Teatro stabile di Genova – Compagnia Gank; Interpreti: Tullio Solenghi (Antonio Salieri), Aldo Ottobrini (Mozart), Arianna Comes (Constanze Weber), Davide Lorino (Giuseppe II imperatore d’Austria), Andrea Nicolini (Herr Direktor), Roberto Alinghieri (barone Fuga), Elisabetta Mazzullo (Venticello). Regia: Alberto Giusta. Scene e costumi: Laura Benzi. Luci: Sandro Sussi
Come non provare immediatamente simpatia e tenerezza per quel vecchio, sedia a rotelle e coperta sulle gambe, che sceglie proprio noi come confessori. Perseguitato da grandi mostri del passato, invoca le ombre del futuro, pure perché ancora non hanno peccato, perché ancora non hanno ucciso.
Salieri bambino avrebbe di certo scelto Dio come suo confessore; a Dio onnipotente avrebbe volentieri donato l’intera vita, in cambio di essere riconosciuto, e poi anche ricordato, come un grande compositore. È sincero, schietto, persino umile nell’ammettere la sua mediocrità e la tenace volontà di avvicinarsi quanto più possibile alla gloria eterna tramite la musica che Lui gli avrebbe concesso di comporre.
Con Salieri patiamo l’ingresso in scena, e nella Vienna del Settecento inoltrato, di Wolfgang Amadeus Mozart. Finora abbiamo conosciuto l’estremamente umano, adesso incontriamo il genio, e ne restiamo affascinati. La distanza tra i due personaggi è quanto mai lampante sulla scena.

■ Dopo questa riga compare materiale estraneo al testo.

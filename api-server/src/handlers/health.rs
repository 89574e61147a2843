//! Health check handler

use axum::{extract::State, Json};
use phishguard_core::EngineStatus;
use serde::Serialize;

use crate::AppState;

#[derive(Serialize)]
pub struct HealthResponse {
    #[serde(flatten)]
    engine: EngineStatus,
    version: &'static str,
    timestamp: i64,
}

pub async fn check(State(state): State<AppState>) -> Json<HealthResponse> {
    Json(HealthResponse {
        engine: state.service.status(),
        version: env!("CARGO_PKG_VERSION"),
        timestamp: chrono::Utc::now().timestamp(),
    })
}
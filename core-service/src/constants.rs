//! Central Configuration Constants
//!
//! Single source of truth for all configuration defaults.

/// Default model file (JSON export of the trained classifier)
pub const DEFAULT_MODEL_PATH: &str = "phishing_model.json";

/// Default feature column list (JSON array, training column order)
pub const DEFAULT_FEATURE_COLUMNS_PATH: &str = "feature_columns.json";

/// App version
pub const APP_VERSION: &str = env!("CARGO_PKG_VERSION");

/// App name
pub const APP_NAME: &str = "Phish Guard";

// ============================================
// Helper functions to read from env with fallback
// ============================================

/// Get model path from environment or use default
pub fn get_model_path() -> String {
    std::env::var("MODEL_PATH")
        .unwrap_or_else(|_| DEFAULT_MODEL_PATH.to_string())
}

/// Get feature column path from environment or use default
pub fn get_feature_columns_path() -> String {
    std::env::var("FEATURE_COLUMNS_PATH")
        .unwrap_or_else(|_| DEFAULT_FEATURE_COLUMNS_PATH.to_string())
}

/// Expected SHA-256 of the model file, if set and non-empty
pub fn get_model_checksum() -> Option<String> {
    std::env::var("MODEL_SHA256")
        .ok()
        .map(|s| s.trim().to_string())
        .filter(|s| !s.is_empty())
}

/// Get decision threshold from environment, if set and parseable
pub fn get_threshold() -> Option<f64> {
    std::env::var("PHISH_THRESHOLD")
        .ok()
        .and_then(|s| s.trim().parse().ok())
}
//! Service info handler

use axum::Json;
use phishguard_core::constants::APP_NAME;
use serde_json::{json, Value};

pub async fn info() -> Json<Value> {
    Json(json!({
        "message": format!("{} API is running!", APP_NAME),
        "endpoints": {
            "GET /health": "Check server status",
            "GET /test": "Test endpoint",
            "POST /predict": "Predict URL risk (send JSON with 'url' field)"
        }
    }))
}
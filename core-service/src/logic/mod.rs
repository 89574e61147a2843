//! Logic Module - Feature Extraction & Inference
//!
//! - `features/` - URL → fixed-width feature record
//! - `model/` - classifier artifact, threshold, prediction service

pub mod features;
pub mod model;
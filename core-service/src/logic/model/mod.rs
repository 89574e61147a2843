//! Model Module - Classifier Inference
//!
//! Inference is kept apart from feature extraction: the artifact loader, the
//! classifier families, the decision threshold and the prediction service.

pub mod artifact;
pub mod classifier;
pub mod inference;
pub mod threshold;
pub mod verdict;

// Re-export common types
pub use artifact::{ArtifactConfig, ArtifactLoadError, ClassifierArtifact, ModelMetadata};
pub use classifier::{Classifier, ClassifierError, ModelSpec};
pub use inference::{align_features, EngineStatus, PredictionService};
pub use threshold::{ThresholdConfig, DEFAULT_THRESHOLD};
pub use verdict::{PredictErrorKind, Prediction, Verdict};
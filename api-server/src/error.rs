//! Error handling

use axum::{
    extract::rejection::JsonRejection,
    response::{IntoResponse, Response},
    http::StatusCode,
    Json,
};
use serde_json::json;

pub type AppResult<T> = Result<T, AppError>;

#[derive(Debug)]
pub enum AppError {
    // Request body could not be read as the expected JSON
    BadRequest(String),
}

impl IntoResponse for AppError {
    fn into_response(self) -> Response {
        let (status, error_message) = match &self {
            AppError::BadRequest(msg) => {
                tracing::debug!("Rejected request: {}", msg);
                (StatusCode::BAD_REQUEST, msg.as_str())
            }
        };

        let body = Json(json!({
            "error": error_message,
            "status": status.as_u16()
        }));

        (status, body).into_response()
    }
}

impl From<JsonRejection> for AppError {
    fn from(rejection: JsonRejection) -> Self {
        AppError::BadRequest(rejection.body_text())
    }
}
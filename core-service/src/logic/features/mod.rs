//! Features Module - URL Feature Extraction Engine
//!
//! Turns a raw URL into the fixed-width `FeatureRecord` the classifier
//! consumes. Pure and deterministic: no I/O, never fails.

pub mod layout;
pub mod parse;
pub mod vector;
pub mod lexical;
pub mod domain;
pub mod keywords;
pub mod protocol;

#[cfg(test)]
mod tests;

// Re-export common types
pub use layout::{FEATURE_COUNT, FEATURE_LAYOUT, FEATURE_VERSION, LayoutInfo};
pub use parse::ParsedUrl;
pub use vector::{FeatureExtractor, FeatureRecord, UrlContext};

use domain::DomainFeatures;
use keywords::KeywordFeatures;
use lexical::LexicalFeatures;
use protocol::ProtocolFeatures;

/// Extract the canonical feature record from a raw URL.
///
/// Each extractor fills the slots it owns; slots no extractor touched keep
/// their zero default, so the record is always complete.
pub fn extract_url_features(url: &str) -> FeatureRecord {
    let context = UrlContext::new(url);
    let mut record = FeatureRecord::new();

    let extractors: [&dyn FeatureExtractor; 4] = [
        &LexicalFeatures,
        &DomainFeatures,
        &KeywordFeatures,
        &ProtocolFeatures,
    ];
    for extractor in extractors {
        extractor.extract(&context, &mut record);
    }

    if !context.parsed.ok {
        log::debug!("URL could not be split, using degraded fields: {:?}", url);
    }

    record
}
//! Verdict types returned by the prediction service

use serde::{Deserialize, Serialize};

use crate::logic::features::FeatureRecord;

/// Risk score reported when no real prediction could be made
pub const NEUTRAL_RISK_SCORE: u8 = 50;

/// Confidence reported when no real prediction could be made
pub const NEUTRAL_CONFIDENCE: f64 = 0.5;

#[derive(Debug, Clone, Copy, PartialEq, Eq, Serialize, Deserialize)]
pub enum Prediction {
    Phishing,
    Legitimate,
    Error,
}

/// Why a verdict could not be computed
#[derive(Debug, Clone, Copy, PartialEq, Eq, Serialize, Deserialize)]
#[serde(rename_all = "snake_case")]
pub enum PredictErrorKind {
    /// No URL, or only whitespace
    MissingInput,
    /// The classifier artifact failed to load at startup
    ModelUnavailable,
    /// Reconciliation or classifier invocation failed
    PredictionFailure,
}

#[derive(Debug, Clone, Serialize)]
pub struct Verdict {
    pub prediction: Prediction,
    pub risk_score: u8,
    pub confidence: f64,
    #[serde(skip_serializing_if = "Option::is_none")]
    pub features: Option<FeatureRecord>,
    #[serde(skip_serializing_if = "Option::is_none")]
    pub error: Option<String>,
    #[serde(skip_serializing_if = "Option::is_none")]
    pub error_kind: Option<PredictErrorKind>,
}

impl Verdict {
    /// Neutral verdict for a request that could not be scored
    pub fn failed(kind: PredictErrorKind, message: impl Into<String>, features: Option<FeatureRecord>) -> Self {
        Self {
            prediction: Prediction::Error,
            risk_score: NEUTRAL_RISK_SCORE,
            confidence: NEUTRAL_CONFIDENCE,
            features,
            error: Some(message.into()),
            error_kind: Some(kind),
        }
    }

    pub fn is_error(&self) -> bool {
        self.error_kind.is_some()
    }
}

#[cfg(test)]
mod tests {
    use super::*;

    #[test]
    fn test_failed_verdict_is_neutral() {
        let verdict = Verdict::failed(PredictErrorKind::ModelUnavailable, "Model not loaded", None);
        assert_eq!(verdict.prediction, Prediction::Error);
        assert_eq!(verdict.risk_score, 50);
        assert_eq!(verdict.confidence, 0.5);
        assert!(verdict.is_error());
    }

    #[test]
    fn test_verdict_json_shape() {
        let verdict = Verdict::failed(PredictErrorKind::MissingInput, "No URL provided", None);
        let json = serde_json::to_value(&verdict).unwrap();
        assert_eq!(json["prediction"], "Error");
        assert_eq!(json["error_kind"], "missing_input");
        assert_eq!(json["error"], "No URL provided");
        assert!(json.get("features").is_none());
    }
}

Dato che Dio non si può comprare con scambi “alla pari”, assistiamo all’evoluzione dell’odio, che da germoglio diventa tanto forte da impossessarsi del nostro Salieri il quale, però, non perde mai il contatto coi suoi confessori. Contempliamo il fondale della scenografia che proietta la sua interiorità, le emozioni, la tenacia, e un’ombra di follia. La complicità tra noi e lui cresce, finché diventiamo testimoni del solenne giuramento, fatto da Salieri a Salieri stesso, e a Dio: distruggere il Genio e restare il favorito almeno in terra, se oramai non è più convinto di poter essere il migliore. Resosi conto di non poter annientare Mozart definitivamente, poiché sa bene che la sua musica giungerà immortale fino a noi, tenta allora di annientare se stesso. Come non comprendere, ancora, la rabbia verso se stessi, verso qualcosa che non si può controllare o cambiare, la frustrazione, e l’invidia verso qualcuno di cui riconosciamo l’effettiva grandezza. Per tragica ironia della sorte o per sua capacità e conoscenza – ritorna continuamente la dicotomia divino/umano, imperscrutabile/progettabile – Salieri solo in tutta Vienna riconosce il divino che si manifesta nel mortale, l’elevazione del mediocre nella vita a musica mai ascoltata. Come non capire, senza, per questo, giustificare, questi umani sentimenti.
Compartecipiamo anche alle vicende degli altri personaggi, di cui gli interpreti riescono ad accentuare le sfumature, senza farli degenerare in macchiette. Arianna Comes è credibile soprattutto negli attacchi di disperazione e spaesamento da cui viene colta quando la miseria la travolge. E che brividi quando il tubare dei due sposini, Stanzy e Wolfy, viene elevato a sublime poesia nel canto di Papageno e Papagena. Questo Salieri lo sa bene.
Non convince molto, invece, il repentino cambiamento di Ottobrino; come un tempo il passaggio ai pantaloni lunghi sanciva l’ingresso del fanciullo nell’età adulta, così il suo Mozart perde, nel momento in cui si toglie la parrucca, a seguito di un altro deprimente mezzo successo, ogni sua puerile caratteristica. La buffa risata, l’entusiasmo prorompente, l’eccitazione, la gioia, ma anche le parolacce e le sconcezze con cui ci si era presentato scompaiono troppo velocemente perché gli si possa credere davvero.
Ho apprezzato la scelta di vestire i personaggi con costumi che ricordassero l’epoca originale: anche grazie all’affascinante testo, l’opera ci penetra senza bisogno, come si fa a volte, di modernizzare la scena per avvicinarla fisicamente a noi e al nostro tempo, col rischio di renderla spiritualmente lontana.